Although Begin, who does not have a pilot’s license and had never operated an airplane, had some trouble taking off, he was able get in the air and head toward the ocean. Due to heavy fog, he lost his bearings, eventually ran out of gas and crashed the plane in a farm 25 miles from Montreal.

Begin survived the crash with minor injuries.

LeBlanc testified that one of the common characteristics of Begin’s mental illness is being mechanically adept.
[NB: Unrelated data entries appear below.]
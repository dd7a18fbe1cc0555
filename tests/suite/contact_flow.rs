//! Contact form flow driven through key events.

use crossterm::event::{KeyCode, KeyModifiers};
use skillscout_engine::{
    ContactPhase, FIX_ERRORS_STATUS, FieldError, FocusTarget, SENT_STATUS, StatusTone,
};

use crate::common::{
    FAST_DELAY, RecordingLauncher, SEND_DELAY, app, fast_app, paste, press, press_with, settle,
    type_text,
};

fn focus_email(app: &mut skillscout_engine::App) {
    app.set_focus(FocusTarget::Email);
}

#[tokio::test(start_paused = true)]
async fn filled_form_sends_and_resets() {
    let launcher = RecordingLauncher::default();
    let mut app = app();
    focus_email(&mut app);
    type_text(&mut app, &launcher, "learner@example.com");
    press(&mut app, &launcher, KeyCode::Tab);
    type_text(&mut app, &launcher, "Please add Rust resources!");
    press(&mut app, &launcher, KeyCode::Tab);
    assert_eq!(app.focus(), FocusTarget::Submit);
    press(&mut app, &launcher, KeyCode::Enter);

    assert_eq!(app.contact_phase(), ContactPhase::Sending);
    assert!(!app.view().submit().enabled);
    assert_eq!(app.view().submit().label, "Sending...");

    settle(&mut app, SEND_DELAY).await;
    assert_eq!(app.contact_phase(), ContactPhase::Sent);
    assert_eq!(app.view().contact_status().text(), SENT_STATUS);
    assert_eq!(app.view().contact_status().tone(), StatusTone::Success);
    assert!(app.email_input().is_empty());
    assert!(app.message_input().is_empty());
    assert_eq!(app.view().submit().label, "Send Message");
}

#[tokio::test(start_paused = true)]
async fn ctrl_s_submits_from_the_message_field() {
    let launcher = RecordingLauncher::default();
    let mut app = fast_app();
    focus_email(&mut app);
    type_text(&mut app, &launcher, "a@b.co");
    press(&mut app, &launcher, KeyCode::Tab);
    type_text(&mut app, &launcher, "hello");
    press_with(&mut app, &launcher, KeyCode::Char('s'), KeyModifiers::CONTROL);

    assert_eq!(app.contact_phase(), ContactPhase::Sending);
    settle(&mut app, FAST_DELAY).await;
    assert_eq!(app.contact_phase(), ContactPhase::Sent);
}

#[tokio::test(start_paused = true)]
async fn enter_in_message_adds_newlines() {
    let launcher = RecordingLauncher::default();
    let mut app = app();
    app.set_focus(FocusTarget::Message);
    type_text(&mut app, &launcher, "one");
    press(&mut app, &launcher, KeyCode::Enter);
    type_text(&mut app, &launcher, "two");
    press_with(&mut app, &launcher, KeyCode::Enter, KeyModifiers::SHIFT);
    type_text(&mut app, &launcher, "three");

    assert_eq!(app.message_input().text(), "one\ntwo\nthree");
    assert_eq!(app.contact_phase(), ContactPhase::Idle);
}

#[tokio::test(start_paused = true)]
async fn empty_submit_shows_both_errors() {
    let launcher = RecordingLauncher::default();
    let mut app = app();
    app.set_focus(FocusTarget::Submit);
    press(&mut app, &launcher, KeyCode::Enter);

    assert_eq!(app.contact_phase(), ContactPhase::ErrorShown);
    assert_eq!(app.view().email_error(), Some(FieldError::EmailRequired));
    assert_eq!(app.view().message_error(), Some(FieldError::MessageEmpty));
    assert_eq!(app.view().contact_status().text(), FIX_ERRORS_STATUS);
}

#[tokio::test(start_paused = true)]
async fn whitespace_only_fields_are_empty() {
    let launcher = RecordingLauncher::default();
    let mut app = app();
    focus_email(&mut app);
    type_text(&mut app, &launcher, "   ");
    press(&mut app, &launcher, KeyCode::Tab);
    paste(&mut app, &launcher, "\n\n  \n");
    press_with(&mut app, &launcher, KeyCode::Char('s'), KeyModifiers::CONTROL);

    assert_eq!(app.view().email_error(), Some(FieldError::EmailRequired));
    assert_eq!(app.view().message_error(), Some(FieldError::MessageEmpty));
}

#[tokio::test(start_paused = true)]
async fn bad_email_keeps_input_for_correction() {
    let launcher = RecordingLauncher::default();
    let mut app = fast_app();
    focus_email(&mut app);
    type_text(&mut app, &launcher, "learner@example");
    press(&mut app, &launcher, KeyCode::Tab);
    type_text(&mut app, &launcher, "hi");
    press_with(&mut app, &launcher, KeyCode::Char('s'), KeyModifiers::CONTROL);

    assert_eq!(app.view().email_error(), Some(FieldError::EmailInvalid));
    assert_eq!(app.view().message_error(), None);
    assert_eq!(app.email_input().text(), "learner@example");

    focus_email(&mut app);
    press(&mut app, &launcher, KeyCode::End);
    type_text(&mut app, &launcher, ".org");
    press(&mut app, &launcher, KeyCode::Enter);
    assert_eq!(app.contact_phase(), ContactPhase::Sending);
    assert_eq!(app.view().email_error(), None);
}

#[tokio::test(start_paused = true)]
async fn repeated_submit_while_sending_is_ignored() {
    let launcher = RecordingLauncher::default();
    let mut app = app();
    focus_email(&mut app);
    type_text(&mut app, &launcher, "x@y.io");
    press(&mut app, &launcher, KeyCode::Tab);
    type_text(&mut app, &launcher, "msg");
    for _ in 0..3 {
        press_with(&mut app, &launcher, KeyCode::Char('s'), KeyModifiers::CONTROL);
    }
    assert_eq!(app.contact_phase(), ContactPhase::Sending);

    settle(&mut app, SEND_DELAY).await;
    assert_eq!(app.contact_phase(), ContactPhase::Sent);
    assert_eq!(app.view().contact_status().text(), SENT_STATUS);
}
She said Begin was fascinated with machines to a dangerous degree.

After officials in Canada evaluated Begin and decided not to charge him, he was sent back to Maine to face the theft and sex charges.

Assistant District Attorney Deborah Potter Cashman was hesitant to accept Begin’s claim that he was too mentally ill to be responsible for his actions until she heard LeBlanc’s conclusions.

“These are real symptoms,” LeBlanc testified Monday. “He’s not making them up to get out of this situation. He’s had them since he was 5.”

According to court testimony, Begin spent many years of his childhood in a mental institution.